What you have to do
Work out how many lines in the data include the string "impl"; reply with that number alone.

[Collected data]
————————

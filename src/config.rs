//! The driving input to a cluster-dynamics engine (§4.3).

use serde::{Deserialize, Serialize};

use crate::material::{presets as material_presets, Material};
use crate::reactor::{presets as reactor_presets, Reactor};

/// Full configuration for a cluster-dynamics simulation.
///
/// `Default` reproduces the literal defaults of §4.3: a 10^8 s run sampled
/// every 10^6 s, `max_cluster_size = 1001`, tight relative tolerance and
/// loose absolute tolerance (concentrations start near zero and the
/// absolute floor must not mask that), data validation on, OSIRIS/SA304 as
/// the default reactor/material, and a perfect initial lattice (every
/// concentration zero).
#[derive(Clone, Debug, Serialize, Deserialize)]
pub struct ClusterDynamicsConfig {
    /// Total simulated time across the run (s), for collaborators that want
    /// to drive `advance` in a loop until this much time has elapsed. The
    /// core does not enforce this itself; `advance` takes its own `dt`.
    pub simulation_time: f64,
    /// Suggested step between successive `advance` calls (s).
    pub time_delta: f64,
    /// Suggested interval between recorded snapshots (s), for a
    /// collaborator driving a sampling loop.
    pub sample_interval: f64,

    /// Number of cluster sizes tracked per species (N >= 4; see
    /// `Engine::new`'s `InvalidInput` on N < 5).
    pub max_cluster_size: usize,

    /// Whether `advance` scans the resulting state for NaN, infinity, or
    /// negative values after each successful step.
    pub data_validation_on: bool,

    /// Scalar relative tolerance for the stiff integrator.
    pub relative_tolerance: f64,
    /// Scalar absolute tolerance for the stiff integrator.
    pub absolute_tolerance: f64,
    /// Cap on interior integrator steps per `advance` call.
    pub max_num_integration_steps: usize,
    /// Minimum internal step size (s).
    pub min_integration_step: f64,
    /// Maximum internal step size (s).
    pub max_integration_step: f64,

    /// Irradiation environment.
    pub reactor: Reactor,
    /// Material-physics constants.
    pub material: Material,

    /// Initial interstitial concentrations (cm^-3), length
    /// `max_cluster_size + 1`, index 0 unused.
    pub init_interstitials: Vec<f64>,
    /// Initial vacancy concentrations (cm^-3), length
    /// `max_cluster_size + 1`, index 0 unused.
    pub init_vacancies: Vec<f64>,
}

impl ClusterDynamicsConfig {
    /// A `Default`-equivalent configuration built from explicit presets,
    /// useful when a caller wants the §4.3/§4.4 defaults without depending
    /// on the `Default` impl's field order.
    pub fn with_presets() -> Self {
        Self::default()
    }
}

impl Default for ClusterDynamicsConfig {
    fn default() -> Self {
        let max_cluster_size = 1001;
        let len = max_cluster_size + 1;
        Self {
            simulation_time: 1e8,
            time_delta: 1e6,
            sample_interval: 1e6,
            max_cluster_size,
            data_validation_on: true,
            relative_tolerance: 1e-6,
            absolute_tolerance: 1e1,
            max_num_integration_steps: 5000,
            min_integration_step: 1e-30,
            max_integration_step: 1e20,
            reactor: reactor_presets::osiris(),
            material: material_presets::sa304(),
            init_interstitials: vec![0.0; len],
            init_vacancies: vec![0.0; len],
        }
    }
}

————————

Response area
3